- What you should do
The answer must consist of every line in the data that contains "flush".

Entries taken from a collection

'''

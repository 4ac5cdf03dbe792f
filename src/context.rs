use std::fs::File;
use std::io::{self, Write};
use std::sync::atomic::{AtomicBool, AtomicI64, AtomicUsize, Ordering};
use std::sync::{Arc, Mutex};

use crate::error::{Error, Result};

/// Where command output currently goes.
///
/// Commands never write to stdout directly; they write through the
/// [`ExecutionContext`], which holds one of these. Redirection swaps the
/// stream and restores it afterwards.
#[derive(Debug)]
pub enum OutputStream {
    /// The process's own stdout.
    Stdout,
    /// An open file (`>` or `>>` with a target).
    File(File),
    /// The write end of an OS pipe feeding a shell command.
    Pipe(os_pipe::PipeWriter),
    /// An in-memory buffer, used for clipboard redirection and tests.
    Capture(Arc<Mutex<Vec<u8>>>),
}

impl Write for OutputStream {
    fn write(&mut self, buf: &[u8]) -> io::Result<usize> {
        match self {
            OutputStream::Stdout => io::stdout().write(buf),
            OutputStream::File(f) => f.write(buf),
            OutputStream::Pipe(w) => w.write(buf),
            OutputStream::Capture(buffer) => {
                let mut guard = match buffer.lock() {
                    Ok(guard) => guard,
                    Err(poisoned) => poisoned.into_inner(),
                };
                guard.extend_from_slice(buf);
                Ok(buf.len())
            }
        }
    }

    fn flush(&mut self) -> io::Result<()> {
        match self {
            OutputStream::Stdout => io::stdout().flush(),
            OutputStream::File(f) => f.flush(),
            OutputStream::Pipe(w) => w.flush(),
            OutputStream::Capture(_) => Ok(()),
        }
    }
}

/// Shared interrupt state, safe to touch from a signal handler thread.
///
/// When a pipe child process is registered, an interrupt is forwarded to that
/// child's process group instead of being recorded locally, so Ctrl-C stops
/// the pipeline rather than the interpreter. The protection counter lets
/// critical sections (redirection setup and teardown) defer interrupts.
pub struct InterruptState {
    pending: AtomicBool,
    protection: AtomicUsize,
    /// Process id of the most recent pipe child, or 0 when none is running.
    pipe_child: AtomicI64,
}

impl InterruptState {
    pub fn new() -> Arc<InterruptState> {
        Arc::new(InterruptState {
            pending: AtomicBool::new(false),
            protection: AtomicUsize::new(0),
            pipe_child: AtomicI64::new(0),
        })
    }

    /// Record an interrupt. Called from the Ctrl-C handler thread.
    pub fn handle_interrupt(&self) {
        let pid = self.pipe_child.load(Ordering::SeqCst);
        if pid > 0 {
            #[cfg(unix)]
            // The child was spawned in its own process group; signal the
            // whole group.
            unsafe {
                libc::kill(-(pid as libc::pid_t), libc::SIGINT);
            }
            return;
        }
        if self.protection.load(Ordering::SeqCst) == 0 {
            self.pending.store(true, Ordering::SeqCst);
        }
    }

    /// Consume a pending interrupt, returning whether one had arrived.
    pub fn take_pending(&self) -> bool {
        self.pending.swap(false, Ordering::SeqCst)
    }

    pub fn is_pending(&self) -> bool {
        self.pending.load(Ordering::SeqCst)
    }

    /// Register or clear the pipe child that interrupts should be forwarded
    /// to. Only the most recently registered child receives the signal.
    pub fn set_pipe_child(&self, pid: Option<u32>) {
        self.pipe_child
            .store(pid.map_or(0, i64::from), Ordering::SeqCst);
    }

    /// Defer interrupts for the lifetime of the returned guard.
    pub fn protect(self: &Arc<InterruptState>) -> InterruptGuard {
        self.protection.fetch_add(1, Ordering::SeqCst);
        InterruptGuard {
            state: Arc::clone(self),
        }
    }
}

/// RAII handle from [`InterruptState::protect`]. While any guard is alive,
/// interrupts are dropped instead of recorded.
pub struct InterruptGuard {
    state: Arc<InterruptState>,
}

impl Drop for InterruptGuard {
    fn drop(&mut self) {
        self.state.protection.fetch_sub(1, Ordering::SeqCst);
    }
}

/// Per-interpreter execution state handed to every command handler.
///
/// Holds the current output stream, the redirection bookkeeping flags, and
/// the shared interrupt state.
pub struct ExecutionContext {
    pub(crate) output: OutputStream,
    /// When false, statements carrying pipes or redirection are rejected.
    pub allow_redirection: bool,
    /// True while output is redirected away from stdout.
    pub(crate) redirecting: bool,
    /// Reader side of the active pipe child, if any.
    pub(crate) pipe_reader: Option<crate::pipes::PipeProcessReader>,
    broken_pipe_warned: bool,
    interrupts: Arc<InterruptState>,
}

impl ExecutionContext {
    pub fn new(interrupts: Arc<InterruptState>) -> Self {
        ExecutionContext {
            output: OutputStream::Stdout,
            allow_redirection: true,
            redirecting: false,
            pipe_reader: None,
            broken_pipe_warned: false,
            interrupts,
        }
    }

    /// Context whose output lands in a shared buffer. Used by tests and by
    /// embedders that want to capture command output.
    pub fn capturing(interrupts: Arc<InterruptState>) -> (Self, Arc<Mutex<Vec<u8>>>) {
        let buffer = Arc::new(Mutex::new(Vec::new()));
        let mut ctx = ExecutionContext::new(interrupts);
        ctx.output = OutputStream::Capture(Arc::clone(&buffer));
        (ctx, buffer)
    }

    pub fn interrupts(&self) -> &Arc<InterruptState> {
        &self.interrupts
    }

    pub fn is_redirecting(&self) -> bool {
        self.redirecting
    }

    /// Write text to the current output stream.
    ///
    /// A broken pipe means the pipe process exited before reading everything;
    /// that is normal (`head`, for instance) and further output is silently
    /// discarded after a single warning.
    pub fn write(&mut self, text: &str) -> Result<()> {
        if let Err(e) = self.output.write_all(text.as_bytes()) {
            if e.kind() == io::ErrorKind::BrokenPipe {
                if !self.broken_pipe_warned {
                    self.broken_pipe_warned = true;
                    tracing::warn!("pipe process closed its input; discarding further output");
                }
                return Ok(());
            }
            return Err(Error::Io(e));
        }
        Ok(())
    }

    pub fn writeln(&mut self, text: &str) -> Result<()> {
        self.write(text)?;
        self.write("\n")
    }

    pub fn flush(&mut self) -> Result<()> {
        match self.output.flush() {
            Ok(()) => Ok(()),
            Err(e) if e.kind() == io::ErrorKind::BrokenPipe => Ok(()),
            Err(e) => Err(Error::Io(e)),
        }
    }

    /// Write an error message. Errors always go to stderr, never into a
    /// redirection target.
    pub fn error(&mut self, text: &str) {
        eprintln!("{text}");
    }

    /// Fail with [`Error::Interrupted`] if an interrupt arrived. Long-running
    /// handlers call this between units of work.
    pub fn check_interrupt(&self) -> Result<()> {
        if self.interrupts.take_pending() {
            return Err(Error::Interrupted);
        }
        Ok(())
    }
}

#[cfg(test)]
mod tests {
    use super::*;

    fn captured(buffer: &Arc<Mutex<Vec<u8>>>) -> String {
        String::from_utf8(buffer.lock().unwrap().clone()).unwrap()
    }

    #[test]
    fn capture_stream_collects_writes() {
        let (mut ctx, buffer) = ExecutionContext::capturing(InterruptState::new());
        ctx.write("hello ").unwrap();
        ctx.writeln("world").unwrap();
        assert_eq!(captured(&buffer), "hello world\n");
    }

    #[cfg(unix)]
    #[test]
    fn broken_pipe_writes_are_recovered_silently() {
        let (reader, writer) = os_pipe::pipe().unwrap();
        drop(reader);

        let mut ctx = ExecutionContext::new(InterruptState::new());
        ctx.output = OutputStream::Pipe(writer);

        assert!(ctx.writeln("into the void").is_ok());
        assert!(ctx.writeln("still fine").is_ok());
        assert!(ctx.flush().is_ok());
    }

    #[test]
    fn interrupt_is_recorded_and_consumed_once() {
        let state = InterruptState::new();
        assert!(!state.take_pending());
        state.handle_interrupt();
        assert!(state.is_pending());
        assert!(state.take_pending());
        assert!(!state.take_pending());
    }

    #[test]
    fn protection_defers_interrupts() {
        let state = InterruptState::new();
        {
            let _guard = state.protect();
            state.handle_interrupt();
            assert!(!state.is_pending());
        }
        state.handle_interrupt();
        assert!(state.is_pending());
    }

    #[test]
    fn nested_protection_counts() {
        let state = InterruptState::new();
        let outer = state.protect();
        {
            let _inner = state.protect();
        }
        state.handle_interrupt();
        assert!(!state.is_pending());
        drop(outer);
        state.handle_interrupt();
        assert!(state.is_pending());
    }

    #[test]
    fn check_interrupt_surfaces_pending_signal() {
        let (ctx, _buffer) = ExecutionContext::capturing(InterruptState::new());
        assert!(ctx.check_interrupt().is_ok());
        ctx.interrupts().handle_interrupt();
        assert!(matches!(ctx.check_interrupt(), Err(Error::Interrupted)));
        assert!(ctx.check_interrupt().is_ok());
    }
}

'''

- Solution below
    fn flush(&mut self) -> io::Result<()> {
            OutputStream::Stdout => io::stdout().flush(),
            OutputStream::File(f) => f.flush(),
            OutputStream::Pipe(w) => w.flush(),
    pub fn flush(&mut self) -> Result<()> {
        match self.output.flush() {
        assert!(ctx.flush().is_ok());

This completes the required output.